Most studies of function transfer have been conducted in the context of equivalence classes: some function is acquired by one class member and then generalizes with a constant high probability to the other class members. In the present experiment, equivalence class formation was not used to study function transfer. Rather, a set of graph-text conditional relations were established, after which the behaviors presumed to occur in the presence of one of the stimuli generalized to the other member of the conditional relation. In addition, the stimuli in the visual-visual conditional relations were quite complex and the response that generalized involved the production of paragraph-length written descriptions. Thus, function transfer did not depend on the prior formation of equivalence classes, but rather of conditional discriminations.

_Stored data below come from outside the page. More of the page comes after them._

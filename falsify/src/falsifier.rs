//! Falsifiers: caller code that decides whether a value is a counterexample.

use std::any::Any;
use std::fmt;
use std::panic::{self, AssertUnwindSafe};

use tracing::trace;

use crate::error::PropertyError;

/// Property under check
///
/// `Ok(())` means the value satisfies the property; any error falsifies it.
pub trait Falsifier<T>: Send + Sync {
    fn test(&self, value: &T) -> Result<(), PropertyError>;
}

impl<T, F> Falsifier<T> for F
where
    F: Fn(&T) -> Result<(), PropertyError> + Send + Sync,
{
    fn test(&self, value: &T) -> Result<(), PropertyError> {
        self(value)
    }
}

/// Adapt a boolean predicate: `false` falsifies
pub fn from_predicate<T, P>(predicate: P) -> impl Falsifier<T>
where
    P: Fn(&T) -> bool + Send + Sync,
{
    move |value: &T| {
        if predicate(value) {
            Ok(())
        } else {
            Err(PropertyError::property_failed("predicate returned false"))
        }
    }
}

/// Panic payload for conditions that must abort a check instead of being shrunk
///
/// Raise it with `std::panic::panic_any(Unrecoverable::new(..))`.
#[derive(Debug, Clone, PartialEq, Eq)]
pub struct Unrecoverable {
    pub reason: String,
}

impl Unrecoverable {
    pub fn new(reason: impl Into<String>) -> Self {
        Self {
            reason: reason.into(),
        }
    }
}

impl fmt::Display for Unrecoverable {
    fn fmt(&self, f: &mut fmt::Formatter<'_>) -> fmt::Result {
        write!(f, "unrecoverable: {}", self.reason)
    }
}

/// Outcome of evaluating a falsifier on one value
#[derive(Debug, Clone, PartialEq)]
pub enum TryOutcome {
    Satisfied,
    Falsified(PropertyError),
}

impl TryOutcome {
    pub fn is_falsified(&self) -> bool {
        matches!(self, TryOutcome::Falsified(_))
    }

    pub fn into_error(self) -> Option<PropertyError> {
        match self {
            TryOutcome::Satisfied => None,
            TryOutcome::Falsified(error) => Some(error),
        }
    }
}

/// Run a falsifier, turning panics into falsifications
///
/// A panic whose payload is [`Unrecoverable`] keeps unwinding.
pub fn evaluate<T, F>(falsifier: &F, value: &T) -> TryOutcome
where
    F: Falsifier<T> + ?Sized,
{
    match panic::catch_unwind(AssertUnwindSafe(|| falsifier.test(value))) {
        Ok(Ok(())) => TryOutcome::Satisfied,
        Ok(Err(error)) => TryOutcome::Falsified(error),
        Err(payload) => {
            if payload.is::<Unrecoverable>() {
                panic::resume_unwind(payload);
            }
            let message = panic_message(payload.as_ref());
            trace!(%message, "falsifier panicked");
            TryOutcome::Falsified(PropertyError::property_failed_with_context(
                message,
                Some("panic"),
                None,
            ))
        }
    }
}

/// Message carried by a panic payload
pub fn panic_message(payload: &(dyn Any + Send)) -> String {
    if let Some(message) = payload.downcast_ref::<&str>() {
        message.to_string()
    } else if let Some(message) = payload.downcast_ref::<String>() {
        message.clone()
    } else {
        "panic with a non-string payload".to_string()
    }
}
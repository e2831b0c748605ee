//! Shrinkable values: a generated value together with its simpler alternatives.

use std::collections::VecDeque;
use std::fmt;
use std::sync::Arc;

use crate::distance::ShrinkingDistance;
use crate::generator::Generator;
use crate::rng::SourceOfRandomness;

/// Bound shared by every generated value
pub trait Generated: Clone + Send + Sync + 'static {}

impl<T: Clone + Send + Sync + 'static> Generated for T {}

/// Number of nodes a filtered shrinkable explores below a rejected candidate
pub const FILTER_EXPLORATION_BUDGET: usize = 100;

/// Core trait behind every shrinkable value
///
/// Implementations must return candidates whose distance is strictly smaller than
/// `distance()`, so that repeatedly shrinking always terminates.
pub trait Shrink<T>: Send + Sync {
    /// The materialized value
    fn value(&self) -> T;

    /// How far the value is from its minimal form
    fn distance(&self) -> ShrinkingDistance;

    /// Finite list of strictly simpler alternatives
    fn shrink(&self) -> Vec<Shrinkable<T>>;
}

/// Cloneable handle to a generated value and its shrink tree
pub struct Shrinkable<T> {
    inner: Arc<dyn Shrink<T>>,
}

impl<T> Clone for Shrinkable<T> {
    fn clone(&self) -> Self {
        Self {
            inner: Arc::clone(&self.inner),
        }
    }
}

impl<T: Generated> Shrinkable<T> {
    /// Wrap a shrink implementation
    pub fn new<S: Shrink<T> + 'static>(shrink: S) -> Self {
        Self {
            inner: Arc::new(shrink),
        }
    }

    /// A value without candidates and with zero distance
    pub fn unshrinkable(value: T) -> Self {
        Self::unshrinkable_with_distance(value, ShrinkingDistance::zero())
    }

    /// A value without candidates that still reports a distance
    pub fn unshrinkable_with_distance(value: T, distance: ShrinkingDistance) -> Self {
        Self::new(Unshrinkable { value, distance })
    }

    pub fn value(&self) -> T {
        self.inner.value()
    }

    pub fn distance(&self) -> ShrinkingDistance {
        self.inner.distance()
    }

    /// Strictly simpler alternatives, never including `self`
    pub fn shrink_candidates(&self) -> Vec<Shrinkable<T>> {
        self.inner.shrink()
    }

    /// Transform the value and all candidates, keeping the distance
    pub fn map<U, F>(&self, f: F) -> Shrinkable<U>
    where
        U: Generated,
        F: Fn(T) -> U + Send + Sync + 'static,
    {
        self.map_shared(Arc::new(f))
    }

    pub(crate) fn map_shared<U: Generated>(
        &self,
        f: Arc<dyn Fn(T) -> U + Send + Sync>,
    ) -> Shrinkable<U> {
        Shrinkable::new(Mapped {
            inner: self.clone(),
            f,
        })
    }

    /// Keep only candidates accepted by `predicate`
    ///
    /// A rejected candidate is not a dead end: its own candidates are searched
    /// breadth-first, up to [`FILTER_EXPLORATION_BUDGET`] nodes.
    pub fn filter<P>(&self, predicate: P) -> Shrinkable<T>
    where
        P: Fn(&T) -> bool + Send + Sync + 'static,
    {
        self.filter_shared(Arc::new(predicate))
    }

    pub(crate) fn filter_shared(&self, predicate: Arc<dyn Fn(&T) -> bool + Send + Sync>) -> Self {
        Shrinkable::new(Filtered {
            inner: self.clone(),
            predicate,
        })
    }

    /// Freeze the value: no candidates, zero distance
    pub fn make_unshrinkable(&self) -> Self {
        Self::unshrinkable(self.value())
    }

    /// Pair two shrinkables; left candidates come before right candidates
    pub fn zip<U: Generated>(&self, other: &Shrinkable<U>) -> Shrinkable<(T, U)> {
        Shrinkable::new(Zipped {
            width: self.distance().len(),
            left: self.clone(),
            right: other.clone(),
        })
    }

    /// Dependent pair whose downstream part was drawn from `seed`
    ///
    /// Shrinking the upstream value re-derives the downstream value by running the
    /// mapped generator with the same seed.
    pub fn flat_mapped<U: Generated>(
        &self,
        downstream: Shrinkable<U>,
        mapper: Arc<dyn Fn(&T) -> Generator<U> + Send + Sync>,
        seed: u64,
    ) -> Shrinkable<U> {
        Shrinkable::new(FlatMapped {
            width: self.distance().len(),
            upstream: self.clone(),
            downstream,
            mapper,
            seed,
        })
    }
}

impl<T: Generated + fmt::Debug> fmt::Debug for Shrinkable<T> {
    fn fmt(&self, f: &mut fmt::Formatter<'_>) -> fmt::Result {
        f.debug_struct("Shrinkable")
            .field("value", &self.value())
            .field("distance", &self.distance())
            .finish()
    }
}

struct Unshrinkable<T> {
    value: T,
    distance: ShrinkingDistance,
}

impl<T: Generated> Shrink<T> for Unshrinkable<T> {
    fn value(&self) -> T {
        self.value.clone()
    }

    fn distance(&self) -> ShrinkingDistance {
        self.distance.clone()
    }

    fn shrink(&self) -> Vec<Shrinkable<T>> {
        Vec::new()
    }
}

struct Mapped<T, U> {
    inner: Shrinkable<T>,
    f: Arc<dyn Fn(T) -> U + Send + Sync>,
}

impl<T: Generated, U: Generated> Shrink<U> for Mapped<T, U> {
    fn value(&self) -> U {
        (self.f)(self.inner.value())
    }

    fn distance(&self) -> ShrinkingDistance {
        self.inner.distance()
    }

    fn shrink(&self) -> Vec<Shrinkable<U>> {
        self.inner
            .shrink_candidates()
            .into_iter()
            .map(|candidate| candidate.map_shared(Arc::clone(&self.f)))
            .collect()
    }
}

struct Filtered<T> {
    inner: Shrinkable<T>,
    predicate: Arc<dyn Fn(&T) -> bool + Send + Sync>,
}

impl<T: Generated> Shrink<T> for Filtered<T> {
    fn value(&self) -> T {
        self.inner.value()
    }

    fn distance(&self) -> ShrinkingDistance {
        self.inner.distance()
    }

    fn shrink(&self) -> Vec<Shrinkable<T>> {
        let mut accepted = Vec::new();
        let mut queue: VecDeque<Shrinkable<T>> = self.inner.shrink_candidates().into();
        let mut rejected_explored = 0;

        while let Some(candidate) = queue.pop_front() {
            if (self.predicate)(&candidate.value()) {
                accepted.push(candidate.filter_shared(Arc::clone(&self.predicate)));
                continue;
            }
            if rejected_explored >= FILTER_EXPLORATION_BUDGET {
                continue;
            }
            rejected_explored += 1;
            queue.extend(candidate.shrink_candidates());
        }

        accepted
    }
}

// `width` pads the left distance so that a left candidate with fewer dimensions
// cannot shift the right distance into its place.
struct Zipped<A, B> {
    left: Shrinkable<A>,
    right: Shrinkable<B>,
    width: usize,
}

impl<A: Generated, B: Generated> Shrink<(A, B)> for Zipped<A, B> {
    fn value(&self) -> (A, B) {
        (self.left.value(), self.right.value())
    }

    fn distance(&self) -> ShrinkingDistance {
        self.left
            .distance()
            .padded(self.width)
            .append(&self.right.distance())
    }

    fn shrink(&self) -> Vec<Shrinkable<(A, B)>> {
        let lefts = self.left.shrink_candidates().into_iter().map(|left| {
            Shrinkable::new(Zipped {
                width: self.width.max(left.distance().len()),
                left,
                right: self.right.clone(),
            })
        });
        let rights = self.right.shrink_candidates().into_iter().map(|right| {
            Shrinkable::new(Zipped {
                width: self.width,
                left: self.left.clone(),
                right,
            })
        });
        lefts.chain(rights).collect()
    }
}

struct FlatMapped<T, U> {
    upstream: Shrinkable<T>,
    downstream: Shrinkable<U>,
    mapper: Arc<dyn Fn(&T) -> Generator<U> + Send + Sync>,
    seed: u64,
    width: usize,
}

impl<T: Generated, U: Generated> Shrink<U> for FlatMapped<T, U> {
    fn value(&self) -> U {
        self.downstream.value()
    }

    fn distance(&self) -> ShrinkingDistance {
        self.upstream
            .distance()
            .padded(self.width)
            .append(&self.downstream.distance())
    }

    fn shrink(&self) -> Vec<Shrinkable<U>> {
        let mut candidates = Vec::new();

        for upstream in self.upstream.shrink_candidates() {
            let generator = (self.mapper)(&upstream.value());
            let mut random = SourceOfRandomness::from_seed(self.seed);
            // a downstream that can no longer be generated is skipped
            if let Ok(downstream) = generator.next(&mut random) {
                candidates.push(Shrinkable::new(FlatMapped {
                    width: self.width.max(upstream.distance().len()),
                    upstream,
                    downstream,
                    mapper: Arc::clone(&self.mapper),
                    seed: self.seed,
                }));
            }
        }

        for downstream in self.downstream.shrink_candidates() {
            candidates.push(Shrinkable::new(FlatMapped {
                upstream: self.upstream.clone(),
                downstream,
                mapper: Arc::clone(&self.mapper),
                seed: self.seed,
                width: self.width,
            }));
        }

        candidates
    }
}
#[cfg(test)]
mod tests {
    use std::sync::Arc;

    use super::*;
    use crate::container::ListShrinkable;
    use crate::falsifier::from_predicate;
    use crate::primitives::{ChoiceShrinkable, IntegralShrinkable, SampleShrinkable};

    fn always_falsified<T>(_: &T) -> Result<(), PropertyError> {
        Err(PropertyError::property_failed("always"))
    }

    #[test]
    fn test_choice_shrinks_to_first_value() {
        let values = Arc::new(vec![1, 2, 3, 4, 5]);
        let original = Shrinkable::new(ChoiceShrinkable::new(values, 3).unwrap());
        let falsifier = always_falsified::<i32>;
        let mut sequence = ShrinkingSequence::new(original, &falsifier);

        assert_eq!(sequence.state(), ShrinkState::Initialized);
        assert!(sequence.next());
        assert_eq!(sequence.state(), ShrinkState::Shrinking);
        assert_eq!(sequence.current_value(), 1);

        assert!(!sequence.next());
        assert_eq!(sequence.state(), ShrinkState::Exhausted);
        assert_eq!(sequence.current_value(), 1);
        assert!(!sequence.next());
        assert_eq!(sequence.steps(), 1);
    }

    #[test]
    fn test_samples_shrink_backwards_only() {
        let samples = Arc::new(vec![10, 20, 30]);
        let original = Shrinkable::new(SampleShrinkable::new(samples, 2).unwrap());
        let falsifier = always_falsified::<i32>;
        let mut sequence = ShrinkingSequence::new(original, &falsifier);

        let mut visited = vec![sequence.current_value()];
        while sequence.next() {
            visited.push(sequence.current_value());
        }
        assert_eq!(visited, vec![30, 20, 10]);
    }

    #[test]
    fn test_integer_shrinks_to_boundary() {
        let original = Shrinkable::new(IntegralShrinkable::new(1000, 0));
        let falsifier = from_predicate(|value: &i32| *value < 10);
        let result = ShrinkEngine::new().shrink(original, &falsifier);

        assert_eq!(result.original, 1000);
        assert_eq!(result.minimal, 10);
        assert!(result.completed);
        assert!(result.shrink_steps > 0);
        assert!(result.error.is_some());
        assert!(result.interruption().is_none());
    }

    #[test]
    fn test_unfalsified_candidates_leave_original() {
        let original = Shrinkable::new(IntegralShrinkable::new(7, 0));
        let falsifier = from_predicate(|value: &i32| *value != 7);
        let result = ShrinkEngine::new().shrink(original, &falsifier);

        assert_eq!(result.minimal, 7);
        assert_eq!(result.shrink_steps, 0);
        assert!(result.completed);
        assert!(result.error.is_none());
    }

    #[test]
    fn test_panicking_falsifier_counts_as_falsified() {
        let original = Shrinkable::new(IntegralShrinkable::new(64, 0));
        let falsifier = |value: &i32| -> Result<(), PropertyError> {
            assert!(*value < 5, "{value} is not small");
            Ok(())
        };
        let result = ShrinkEngine::new().shrink(original, &falsifier);
        assert_eq!(result.minimal, 5);
    }

    #[test]
    fn test_step_bound() {
        let original = Shrinkable::new(IntegralShrinkable::new(1000, 0));
        let falsifier = from_predicate(|value: &i32| *value < 10);
        let engine = ShrinkEngine::with_config(ShrinkConfig::default().with_max_steps(2));
        let result = engine.shrink(original, &falsifier);

        assert_eq!(result.shrink_steps, 2);
        assert!(!result.completed);
        assert_eq!(
            result.interruption(),
            Some(PropertyError::ShrinkageTimeout {
                iterations: 2,
                last_successful_shrink: Some(result.minimal.to_string()),
            })
        );
    }

    #[test]
    fn test_timeout() {
        let original = Shrinkable::new(IntegralShrinkable::new(1000, 0));
        let falsifier = always_falsified::<i32>;
        let engine = ShrinkEngine::with_config(ShrinkConfig::new(100, Duration::ZERO));
        let result = engine.shrink(original, &falsifier);

        assert_eq!(result.minimal, 1000);
        assert!(!result.completed);
        assert_eq!(
            result.interruption().map(|e| e.to_string()),
            Some("Shrinkage timeout after 0 iterations".to_string())
        );
    }

    #[test]
    fn test_callback_reports_every_step() {
        let original = Shrinkable::new(IntegralShrinkable::new(40, 0));
        let falsifier = from_predicate(|value: &i32| *value < 3);
        let mut reported = Vec::new();
        let result = ShrinkEngine::new().shrink_with_callback(original, &falsifier, |s, progress| {
            reported.push((s.value(), progress))
        });

        let (last_value, last_progress) = *reported.last().unwrap();
        assert_eq!(last_value, 3);
        assert!(!last_progress);
        assert!(reported[..reported.len() - 1].iter().all(|(_, p)| *p));
        assert_eq!(reported.len(), result.shrink_steps + 1);
    }

    #[test]
    fn test_candidates_tried_in_distance_order() {
        let elements = [9, 9, 9, 9]
            .iter()
            .map(|&v| Shrinkable::new(IntegralShrinkable::new(v, 0)))
            .collect();
        let original = Shrinkable::new(ListShrinkable::new(elements, 0));
        let tried = std::sync::Mutex::new(Vec::new());
        let falsifier = |value: &Vec<i32>| -> Result<(), PropertyError> {
            tried.lock().unwrap().push(value.clone());
            Ok(())
        };
        let mut sequence = ShrinkingSequence::new(original, &falsifier);
        assert!(!sequence.next());

        let tried = tried.into_inner().unwrap();
        assert_eq!(tried[0], Vec::<i32>::new());
        let first_full = tried.iter().position(|v| v.len() == 4).unwrap();
        assert!(tried[..first_full].iter().all(|v| v.len() < 4));
        assert!(tried[first_full..].iter().all(|v| v.len() == 4));
    }

    #[test]
    fn test_init_restarts_from_new_value() {
        let falsifier = always_falsified::<i32>;
        let mut sequence =
            ShrinkingSequence::new(Shrinkable::new(IntegralShrinkable::new(0, 0)), &falsifier);
        assert!(!sequence.next());
        assert_eq!(sequence.state(), ShrinkState::Exhausted);

        sequence.init(Shrinkable::new(IntegralShrinkable::new(8, 0)));
        assert_eq!(sequence.state(), ShrinkState::Initialized);
        assert!(sequence.next());
        assert_eq!(sequence.current_value(), 0);
    }

    #[test]
    fn test_mapped_sequence_forwards() {
        let falsifier = from_predicate(|value: &i32| *value < 4);
        let sequence =
            ShrinkingSequence::new(Shrinkable::new(IntegralShrinkable::new(100, 0)), &falsifier);
        let mut mapped = sequence.map(|value: i32| format!("<{value}>"));

        assert_eq!(mapped.current_value(), "<100>");
        let engine = ShrinkEngine::new();
        assert!(engine.drive(&mut mapped, Instant::now(), |_, _| {}));
        assert_eq!(mapped.current_value(), "<4>");
        assert_eq!(mapped.state(), ShrinkState::Exhausted);
        assert_eq!(mapped.steps(), mapped.inner().steps());
    }
}
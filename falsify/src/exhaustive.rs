//! Exhaustive generators: restartable enumerations of small domains.
//!
//! Every composition checks its count against a ceiling. Overflow or an exceeded
//! ceiling yields `None`, and callers fall back to random generation.

use std::collections::HashSet;
use std::hash::Hash;
use std::sync::Arc;

use num_traits::{NumCast, PrimInt, ToPrimitive};

use crate::shrinkable::Generated;

type IterFactory<T> = dyn Fn() -> Box<dyn Iterator<Item = T>> + Send + Sync;

/// Enumeration of a finite domain with an exact upper bound on its size
pub struct ExhaustiveGenerator<T> {
    max_count: u64,
    factory: Arc<IterFactory<T>>,
}

impl<T> Clone for ExhaustiveGenerator<T> {
    fn clone(&self) -> Self {
        Self {
            max_count: self.max_count,
            factory: Arc::clone(&self.factory),
        }
    }
}

impl<T: Generated> ExhaustiveGenerator<T> {
    /// Create a generator from its count and an iterator factory
    ///
    /// The factory must never produce more than `max_count` values.
    pub fn new<F>(max_count: u64, factory: F) -> Self
    where
        F: Fn() -> Box<dyn Iterator<Item = T>> + Send + Sync + 'static,
    {
        Self {
            max_count,
            factory: Arc::new(factory),
        }
    }

    pub fn from_values(values: Vec<T>) -> Self {
        let values = Arc::new(values);
        let max_count = values.len() as u64;
        Self::new(max_count, move || {
            let values = Arc::clone(&values);
            Box::new((0..values.len()).map(move |i| values[i].clone()))
        })
    }

    pub fn constant(value: T) -> Self {
        Self::from_values(vec![value])
    }

    /// All integers in `[min, max]`, ascending
    pub fn integral(min: T, max: T) -> Option<Self>
    where
        T: PrimInt,
    {
        let (low, high) = (min.to_i128()?, max.to_i128()?);
        if low > high {
            return Some(Self::from_values(Vec::new()));
        }
        let max_count = u64::try_from(high.checked_sub(low)?.checked_add(1)?).ok()?;
        Some(Self::new(max_count, move || {
            Box::new((low..=high).filter_map(<T as NumCast>::from))
        }))
    }

    pub fn max_count(&self) -> u64 {
        self.max_count
    }

    /// Start a fresh enumeration
    pub fn iter(&self) -> Box<dyn Iterator<Item = T>> {
        (self.factory)()
    }

    pub fn map<U, F>(&self, f: F) -> ExhaustiveGenerator<U>
    where
        U: Generated,
        F: Fn(T) -> U + Send + Sync + 'static,
    {
        let f = Arc::new(f);
        let source = self.clone();
        ExhaustiveGenerator::new(self.max_count, move || {
            let f = Arc::clone(&f);
            Box::new(source.iter().map(move |value| f(value)))
        })
    }

    /// Skip rejected values; the count stays an upper bound
    pub fn filter<P>(&self, predicate: P) -> Self
    where
        P: Fn(&T) -> bool + Send + Sync + 'static,
    {
        let predicate = Arc::new(predicate);
        let source = self.clone();
        Self::new(self.max_count, move || {
            let predicate = Arc::clone(&predicate);
            Box::new(source.iter().filter(move |value| predicate(value)))
        })
    }

    /// Cartesian product in lexicographic order, `None` beyond `ceiling`
    pub fn zip<U: Generated>(
        &self,
        other: &ExhaustiveGenerator<U>,
        ceiling: u64,
    ) -> Option<ExhaustiveGenerator<(T, U)>> {
        let max_count = within(self.max_count.checked_mul(other.max_count)?, ceiling)?;
        let left = self.clone();
        let right = other.clone();
        Some(ExhaustiveGenerator::new(max_count, move || {
            let right = right.clone();
            Box::new(left.iter().flat_map(move |a| {
                right.iter().map(move |b| (a.clone(), b))
            }))
        }))
    }

    /// Fixed samples first, then this enumeration
    pub fn with_samples(&self, samples: Vec<T>) -> Option<Self> {
        Self::from_values(samples).concat(self, u64::MAX)
    }

    /// This enumeration followed by `other`
    pub fn concat(&self, other: &ExhaustiveGenerator<T>, ceiling: u64) -> Option<Self> {
        let max_count = within(self.max_count.checked_add(other.max_count)?, ceiling)?;
        let first = self.clone();
        let second = other.clone();
        Some(Self::new(max_count, move || {
            Box::new(first.iter().chain(second.iter()))
        }))
    }

    /// For every value, enumerate the generator derived from it
    ///
    /// The upstream domain is enumerated once to compute the exact count.
    pub fn flat_map<U, F>(&self, mapper: F, ceiling: u64) -> Option<ExhaustiveGenerator<U>>
    where
        U: Generated,
        F: Fn(&T) -> Option<ExhaustiveGenerator<U>>,
    {
        within(self.max_count, ceiling)?;
        let mut derived = Vec::new();
        let mut max_count: u64 = 0;
        for value in self.iter() {
            let generator = mapper(&value)?;
            max_count = within(max_count.checked_add(generator.max_count)?, ceiling)?;
            derived.push(generator);
        }
        let derived = Arc::new(derived);
        Some(ExhaustiveGenerator::new(max_count, move || {
            let derived = Arc::clone(&derived);
            Box::new((0..derived.len()).flat_map(move |i| derived[i].iter()))
        }))
    }
}

/// Lists of `min..=max` elements, shorter lists first, each length in odometer order
pub fn list<T: Generated>(
    element: &ExhaustiveGenerator<T>,
    min: usize,
    max: usize,
    ceiling: u64,
) -> Option<ExhaustiveGenerator<Vec<T>>> {
    if min > max {
        return None;
    }
    let max_count = match element.max_count() {
        0 => <u64 as From<bool>>::from(min == 0),
        1 => ((max - min) as u64).checked_add(1)?,
        k => {
            let mut total: u64 = 0;
            for length in min..=max {
                let count = k.checked_pow(u32::try_from(length).ok()?)?;
                total = within(total.checked_add(count)?, ceiling)?;
            }
            total
        }
    };
    within(max_count, ceiling)?;

    let element = element.clone();
    Some(ExhaustiveGenerator::new(max_count, move || {
        let values: Vec<T> = element.iter().collect();
        Box::new(ListOdometer::new(values, min, max))
    }))
}

/// Sets of `min..=max` elements, smaller sets first, each size in combination order
pub fn set<T>(
    element: &ExhaustiveGenerator<T>,
    min: usize,
    max: usize,
    ceiling: u64,
) -> Option<ExhaustiveGenerator<HashSet<T>>>
where
    T: Generated + Eq + Hash,
{
    if min > max {
        return None;
    }
    let k = element.max_count();
    let largest = (max as u64).min(k);
    let mut max_count: u64 = 0;
    for size in (min as u64)..=largest {
        max_count = within(max_count.checked_add(binomial(k, size)?)?, ceiling)?;
    }

    let element = element.clone();
    Some(ExhaustiveGenerator::new(max_count, move || {
        let values: Vec<T> = element.iter().collect();
        let sets = Combinations::new(values, min, max)
            .map(|set| set.into_iter().collect::<HashSet<T>>());
        Box::new(sets)
    }))
}

fn within(count: u64, ceiling: u64) -> Option<u64> {
    (count <= ceiling).then_some(count)
}

/// Every ordering of `values`, starting with the given order
///
/// Equal values are not collapsed, so the count is always `values.len()!`.
pub fn permutations<T: Generated>(
    values: Vec<T>,
    ceiling: u64,
) -> Option<ExhaustiveGenerator<Vec<T>>> {
    let max_count = (1..=values.len() as u64).try_fold(1u64, |count, n| count.checked_mul(n))?;
    let max_count = within(max_count, ceiling)?;
    let values = Arc::new(values);
    Some(ExhaustiveGenerator::new(max_count, move || {
        let values = Arc::clone(&values);
        let mut indices: Option<Vec<usize>> = Some((0..values.len()).collect());
        Box::new(std::iter::from_fn(move || {
            let current = indices.take()?;
            let permutation = current.iter().map(|&i| values[i].clone()).collect();
            indices = next_permutation(current);
            Some(permutation)
        }))
    }))
}

/// Lexicographic successor of `indices`, `None` after the last ordering
fn next_permutation(mut indices: Vec<usize>) -> Option<Vec<usize>> {
    let pivot = indices.windows(2).rposition(|pair| pair[0] < pair[1])?;
    let successor = indices.iter().rposition(|&i| i > indices[pivot])?;
    indices.swap(pivot, successor);
    indices[pivot + 1..].reverse();
    Some(indices)
}

fn binomial(n: u64, k: u64) -> Option<u64> {
    if k > n {
        return Some(0);
    }
    let k = k.min(n - k);
    let mut result: u128 = 1;
    for i in 0..k {
        result = result.checked_mul(<u128 as From<u64>>::from(n - i))? / <u128 as From<u64>>::from(i + 1);
    }
    result.to_u64()
}

struct ListOdometer<T> {
    values: Vec<T>,
    max: usize,
    next: Option<Vec<usize>>,
}

impl<T> ListOdometer<T> {
    fn new(values: Vec<T>, min: usize, max: usize) -> Self {
        let next = (min == 0 || !values.is_empty()).then(|| vec![0; min]);
        Self { values, max, next }
    }

    fn advance(&self, indices: &[usize]) -> Option<Vec<usize>> {
        let mut next = indices.to_vec();
        for position in (0..next.len()).rev() {
            if next[position] + 1 < self.values.len() {
                next[position] += 1;
                next[position + 1..].iter_mut().for_each(|i| *i = 0);
                return Some(next);
            }
        }
        let longer = indices.len() + 1;
        (longer <= self.max && !self.values.is_empty()).then(|| vec![0; longer])
    }
}

impl<T: Clone> Iterator for ListOdometer<T> {
    type Item = Vec<T>;

    fn next(&mut self) -> Option<Vec<T>> {
        let indices = self.next.take()?;
        self.next = self.advance(&indices);
        Some(indices.iter().map(|&i| self.values[i].clone()).collect())
    }
}

struct Combinations<T> {
    values: Vec<T>,
    max: usize,
    next: Option<Vec<usize>>,
}

impl<T> Combinations<T> {
    fn new(values: Vec<T>, min: usize, max: usize) -> Self {
        let next = (min <= values.len()).then(|| (0..min).collect());
        Self { values, max, next }
    }

    fn advance(&self, indices: &[usize]) -> Option<Vec<usize>> {
        let n = self.values.len();
        let r = indices.len();
        let mut next = indices.to_vec();
        for position in (0..r).rev() {
            if next[position] < n - r + position {
                next[position] += 1;
                for following in position + 1..r {
                    next[following] = next[following - 1] + 1;
                }
                return Some(next);
            }
        }
        let larger = r + 1;
        (larger <= self.max && larger <= n).then(|| (0..larger).collect())
    }
}

impl<T: Clone> Iterator for Combinations<T> {
    type Item = Vec<T>;

    fn next(&mut self) -> Option<Vec<T>> {
        let indices = self.next.take()?;
        self.next = self.advance(&indices);
        Some(indices.iter().map(|&i| self.values[i].clone()).collect())
    }
}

It would be of interest, however, to expand the behavioral preparation by establishing a second type of conditional discrimination, for instance, between the name of the type of interaction and the graph of that type of interaction. Thereafter, two important questions arise: first, would the presentation of any one of the stimuli representing one of the types of interaction evoke the selection of the other stimuli representing that interaction, i.e., would equivalence classes form? Second, would the presentation of any one of the stimuli, such as the name of the interaction, evoke the writing of a complete and accurate description of the graph depicting that type of interaction, i.e., would the writing function transfer to all members of the same class?

Summary and conclusions

In the current experiment, conditional discrimination training procedures that established traditional, targeted, and decontextualized conditional control by many elements of complex stimuli were found to produce an improvement in writing behavior. This research replicates and remedies the deficits of traditional conditional discrimination training reported by others (Walker et al. 2010; Walker and Rehfeldt 2012). Further, the improvement in writing behavior is reflective of recombinative generalization, as stimulus control topographies established separately came to exert control over writing together, and also of transfer of function, as the procedures did not directly train writing. Whether these procedures result in the emergence of other types of stimulus relations (i.e., symmetry) and the applicability of these procedures to other stimulus materials are issues for future research.